As a new DM back in the day, with a group of new players who had never played D&D before, it was good to know what were rules and what was fluff. Clear rules also meant less time discussing rulings and re-reading the books for clarifications, and more time devoted to playing.

And while we enjoyed the tactical combat part of the game, we were a quite a roleplaying bunch. That the rules were clearly separated from the fluff didn't mean we did ignore the fluff or roleplayed less because of it. I always find it odd when people say that 4e doesn't allow for roleplaying just because it doesn't have rules for what to do outside combat (as if I need rules to know what to do if the characters go to the bathroom...), when it has a lot of advice and inspiring fluff to encourage roleplaying...

An exact number of 4e sales vs the 3rd sales would have changed your mind? Vs him saying it without a number? Really?

It would have helped to know if 4e is really a "failure", as many claim. Because yes, you can say that 4e sold less than 3e, but that wasn't something exclusive to 4e. Every edition until that point has been selling less than the previous one.
 

I don't know, when it came up in a 4e game, we decided that prone applied to a Gelatinous Cube just meant it was flipped onto it's side. There's no reason to expect all faces of the cube can propel it forward- since it has no ability to stick to walls or ceilings, it may very well have an "upright" position.
They do have a climb speed
 

It would have helped to know if 4e is really a "failure", as many claim. Because yes, you can say that 4e sold less than 3e, but that wasn't something exclusive to 4e.
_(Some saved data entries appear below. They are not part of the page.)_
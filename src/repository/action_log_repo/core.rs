use crate::domain::action_log::ActionLog;
use crate::repository::error::{RepositoryError, RepositoryResult, TS_FORMAT};
use rusqlite::{params, Connection};
use std::sync::{Arc, Mutex};

// ==========================================
// ActionLogRepository - 操作日志仓储
// ==========================================
// 红线: Repository 不做业务逻辑,只做数据映射
pub struct ActionLogRepository {
    conn: Arc<Mutex<Connection>>,
}

/// 在给定连接 (或事务) 上写入一条操作日志
///
/// 供其他仓储在自身事务内调用, 使状态迁移与审计记录同提交同回滚
pub(crate) fn insert_action_log(conn: &Connection, log: &ActionLog) -> RepositoryResult<()> {
    conn.execute(
        r#"
        INSERT INTO action_log (
            action_id, session_id, action_type, action_ts, actor,
            payload_json, detail
        ) VALUES (?, ?, ?, ?, ?, ?, ?)
        "#,
        params![
            log.action_id,
            log.session_id,
            log.action_type,
            log.action_ts.format(TS_FORMAT).to_string(),
            log.actor,
            log.payload_json.as_ref().map(|v| v.to_string()),
            log.detail,
        ],
    )?;
    Ok(())
}

impl ActionLogRepository {
    /// 创建新的操作日志仓储
    pub fn new(conn: Arc<Mutex<Connection>>) -> Self {
        Self { conn }
    }

    /// 获取数据库连接
    pub(super) fn get_conn(&self) -> RepositoryResult<std::sync::MutexGuard<'_, Connection>> {
        self.conn
            .lock()
            .map_err(|e| RepositoryError::LockError(e.to_string()))
    }

    // ==========================================
    // 写入操作
    // ==========================================

    /// 插入操作日志
    ///
    /// # 返回
    /// - `Ok(action_id)`: 成功插入,返回action_id
    /// - `Err(...)`: 数据库错误
    pub fn insert(&self, log: &ActionLog) -> RepositoryResult<String> {
        let conn = self.get_conn()?;
        insert_action_log(&conn, log)?;
        Ok(log.action_id.clone())
    }

    /// 批量插入操作日志
    pub fn batch_insert(&self, logs: Vec<ActionLog>) -> RepositoryResult<usize> {
        let mut conn = self.get_conn()?;
        let tx = conn.transaction()?;

        let mut count = 0;
        for log in &logs {
            insert_action_log(&tx, log)?;
            count += 1;
        }

        tx.commit()?;
        Ok(count)
    }
}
Every edition until that point has been selling less than the previous one.

It's a comparative resource issue and an expectations issue (I've done a deep dive on this in the past).

In other words, Hasbro spent significant resources on the development of 4e with the expectation that it would be a massive success, and also lead to a lot of sweet, sweet recurring revenue.

Instead, they ended up not meeting their expectations (not even close), and causing a new competition (PF) to gain significant market share.

This isn't a design fault of 4e- there were a number of reasons for this, including but not limited to a poor launch in terms of marketing the product, unrealistic expectations by Hasbro, and launching the product when the great recession was starting.

But there's a reason that 4e was dead internally by the time that Essentials launched, and that 5e was shepherded by the equivalent of a skeleton crew.

(I would further add that there might be a lesson in that 4e suffered from corporate meddling and unfair corporate expectations, while 5e was allowed to proceed under the radar ... and that might also be relevant to what is currently going on .... but we will see.)
 

As a new DM back in the day, with a group of new players who had never played D&D before, it was good to know what were rules and what was fluff. Clear rules also meant less time discussing rulings and re-reading the books for clarifications, and more time devoted to playing.

And while we enjoyed the tactical combat part of the game, we were a quite a roleplaying bunch. That the rules were clearly separated from the fluff didn't mean we did ignore the fluff or roleplayed less because of it. I always find it odd when people say that 4e doesn't allow for roleplaying just because it doesn't have rules for what to do outside combat (as if I need rules to know what to do if the characters go to the bathroom...), when it has a lot of advice and inspiring fluff to encourage roleplaying...
TBF it has a lot of rules and content for outside combat. The Skill Challenge system is the most developed system any edition has ever had for extended task resolution outside of combat or a single skill check. I think a lot of folks see the big lists of powers and their eyes glaze over a bit, where in other editions that kind of content is mostly confined to the spell lists.